Al cerrar Martín el portón de la finca detrás de ellos, Anita se quitó el velo negro y lo dobló cuidadosamente prendiéndolo con los alfileres que lo habían sujetado a su pelo. Después, conservando en los ojos la mirada pensativa que le había quedado desde el discurso del asistente, se metió entre los pinos y se sentó en tierra junto a un tronco.

– Bueno, Anita, despierta…

Anita dejó su abstracción para mirar a Carlos con las cejas fruncidas.

– Hoy me alegro de una cosa. Me alegro de que te hayas olvidado de don Clemente. Es sábado, por si no te has dado cuenta. A lo mejor viene ahora mismo ese viejo o a lo mejor ya se ha marchado… Ahora dime, Ana, en serio, qué capricho te ha dado con ese hombre. Siempre estás hablando de venganzas y de matar a todo el mundo y a ese médico, que es un bruto indecente, le haces arrumacos como si fuera la persona más simpática del mundo.

Anita sonrió con su peor sonrisa.

– Puede ser que don Clemente haya matado al perro, Ana. No te rías… Alguien ha matado al perro y no veo que pueda ser otra persona que ese tipo. Si ese hombre viene a la finca por las noches a encontrarse contigo puedes estar segura que es él quien ha envenenado al perro.

Anita miró a Carlos con verdadero interés. Luego se fijó en que Martín asentía con la cabeza a las palabras de Carlos.

– ¿De qué estáis hablando? ¿Sospecháis que alguien se mete en la finca por las noches?

– Carlos tiene esa sospecha.

– Alguien sube al cuarto de la torre por las noches, Ana. Quiero saber si eres tú. También me ha parecido sentir pasos por la finca cerca de mi ventana.

Anita sonreía y movía la cabeza.

– Mi pobre Carlitos… Tú tienes pesadillas. Todo viene de tu brazo. Ahora ya no te duele, ¿no es verdad? Pero te pica y te molesta. Me ha dicho don Clemente que dentro de una semana te quitará la escayola, entonces dormirás bien y no oirás ruidos raros. Se ha pasado todo este verano sin darnos cuenta preocupados con ese brazo tuyo y sin divertirnos de verdad. Pero -sonrió misteriosamente ahora- yo me divierto de todas maneras.

– Lo creo. Tú metes a don Clemente en casa y luego lloras porque matan al perro.

Anita se puso en pie y Martín recogió el velo doblado que había caído al suelo.

– Eres muy estúpido, Carlos. ¿De veras crees que alguien anda en el cuarto de la torre? Son las ratas, chico. Yo también oí ruido una tarde y me lo dijo Carmen. Me ha dicho que han pedido permiso a Mr. Pyne para hacer otra llave de arriba ya que se perdió la que había. Pero míster Pyne no ha contestado aún. Cuando Carmen y su padre reciban la carta limpiarán el cuarto de arriba.

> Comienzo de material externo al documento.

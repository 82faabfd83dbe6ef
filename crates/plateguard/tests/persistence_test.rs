//! Engine wiring from config files, the SQLite backend, and the shared
//! gate walkthrough.

use chrono::Duration;
use serde::Deserialize;

use plateguard::core::errors::PlateguardErrorCode;
use plateguard::core::models::{GateDecision, UserId};
use plateguard::core::traits::ILedgerStore;
use plateguard::core::PlateguardConfig;
use plateguard::{EngineOptions, PolicyEngine};
use test_fixtures::{load_fixture, plate, t0};

fn sqlite_config(db_path: &std::path::Path) -> PlateguardConfig {
    let mut config = PlateguardConfig::default();
    config.storage.backend = "sqlite".to_string();
    config.storage.db_path = db_path.display().to_string();
    config
}

#[test]
fn sqlite_ledger_survives_engine_restart() {
    let dir = tempfile::tempdir().unwrap();
    let db = dir.path().join("ledger.db");
    let p = plate("ABC1234");
    let u = UserId::from("alice");

    {
        let engine =
            PolicyEngine::new(EngineOptions::default().with_config(sqlite_config(&db))).unwrap();
        assert!(engine.send_solidary(&p, &u, t0()).is_allowed());
        assert!(engine.report(&p, &u, t0()).is_allowed());
    }

    let engine =
        PolicyEngine::new(EngineOptions::default().with_config(sqlite_config(&db))).unwrap();
    assert_eq!(engine.ledger().len().unwrap(), 2);
    assert!(!engine.send_solidary(&plate("ABC1234"), &u, t0()).is_allowed());
    assert!(engine.reported_plates(&u).unwrap().contains(&p));
}

#[test]
fn engine_loads_from_a_config_file() {
    let dir = tempfile::tempdir().unwrap();
    let config_path = dir.path().join("plateguard.toml");
    let db = dir.path().join("from_file.db");
    let toml = format!(
        "[gate]\nevaluation_cooldown_secs = 3600\n\n[storage]\nbackend = \"sqlite\"\ndb_path = {:?}\n",
        db.display().to_string()
    );
    std::fs::write(&config_path, toml).unwrap();

    let engine = PolicyEngine::from_config_file(&config_path).unwrap();
    assert_eq!(engine.config().gate.evaluation_cooldown_secs, 3600);
    assert_eq!(engine.gate().cooldown(), Duration::hours(1));

    let p = plate("ABC1234");
    let u = UserId::from("alice");
    assert!(engine.send_evaluation(&p, &u, t0()).is_allowed());
    assert!(!engine.send_evaluation(&p, &u, t0() + Duration::minutes(59)).is_allowed());
    assert!(engine.send_evaluation(&p, &u, t0() + Duration::minutes(61)).is_allowed());
    assert!(db.exists());
}

#[test]
fn missing_config_file_is_a_config_error() {
    let dir = tempfile::tempdir().unwrap();
    let err = PolicyEngine::from_config_file(&dir.path().join("absent.toml")).err().unwrap();
    assert_eq!(err.error_code(), "CONFIG_ERROR");
}

#[derive(Debug, Deserialize)]
struct Scenario {
    steps: Vec<Step>,
}

#[derive(Debug, Deserialize)]
struct Step {
    action: String,
    plate: String,
    user: String,
    offset_secs: i64,
    expect: String,
}

fn replay(engine: &PolicyEngine) {
    let scenario: Scenario = load_fixture("scenarios/gate_walkthrough.json");
    for (i, step) in scenario.steps.iter().enumerate() {
        let p = plate(&step.plate);
        let u = UserId::from(step.user.as_str());
        let now = t0() + Duration::seconds(step.offset_secs);
        let decision = match step.action.as_str() {
            "message" => engine.send_message(&p, &u, now),
            "evaluation" => engine.send_evaluation(&p, &u, now),
            "solidary" => engine.send_solidary(&p, &u, now),
            "report" => engine.report(&p, &u, now),
            other => panic!("unknown action {other}"),
        };
        let outcome = match decision {
            GateDecision::Allowed => "allowed".to_string(),
            GateDecision::Denied(reason) => reason.error_code().to_ascii_lowercase(),
        };
        assert_eq!(outcome, step.expect, "step {i}: {step:?}");
    }
}

#[test]
fn walkthrough_through_the_engine_in_memory() {
    replay(&PolicyEngine::new(EngineOptions::default()).unwrap());
}

#[test]
fn walkthrough_through_the_engine_on_sqlite() {
    let dir = tempfile::tempdir().unwrap();
    let config = sqlite_config(&dir.path().join("walkthrough.db"));
    replay(&PolicyEngine::new(EngineOptions::default().with_config(config)).unwrap());
}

Iban andando Anita y Carlos entre los pinos, hacia la casa. Martín los seguía llevando en la mano el velo de luto de la guardesa y de cuando en cuando miraba aquel velo como asombrado.

Anita, según le parecía a Martín, había perdido toda su tristeza y hablaba animadamente con su hermano, embromándole con aquello de los ruidos del cuarto de la torre. Después de tanto aparato y de tanto llanto, Lobo había quedado olvidado definitivamente. Los pensamientos de Martín eran muy distintos de los que había tenido un rato antes cuando se reprochaba a sí mismo el ser duro de corazón. Ahora pensaba que Carlos y el habían reaccionado mucho mejor que Anita. En verdad sus sentimientos de hombres eran menos espectaculares pero seguramente más profundos. Tanto él como Carlos, aunque no habían llorado, seguían sintiendo una profunda rabia hacia el desconocido asesino del perro. Carlos y él estaban unidos en aquella idea de buscar al tipo miserable que se dedicaba a matar animales indefensos. Mientras tanto Anita charlaba volublemente sobre aquel médico que era el primer sospechoso para ellos.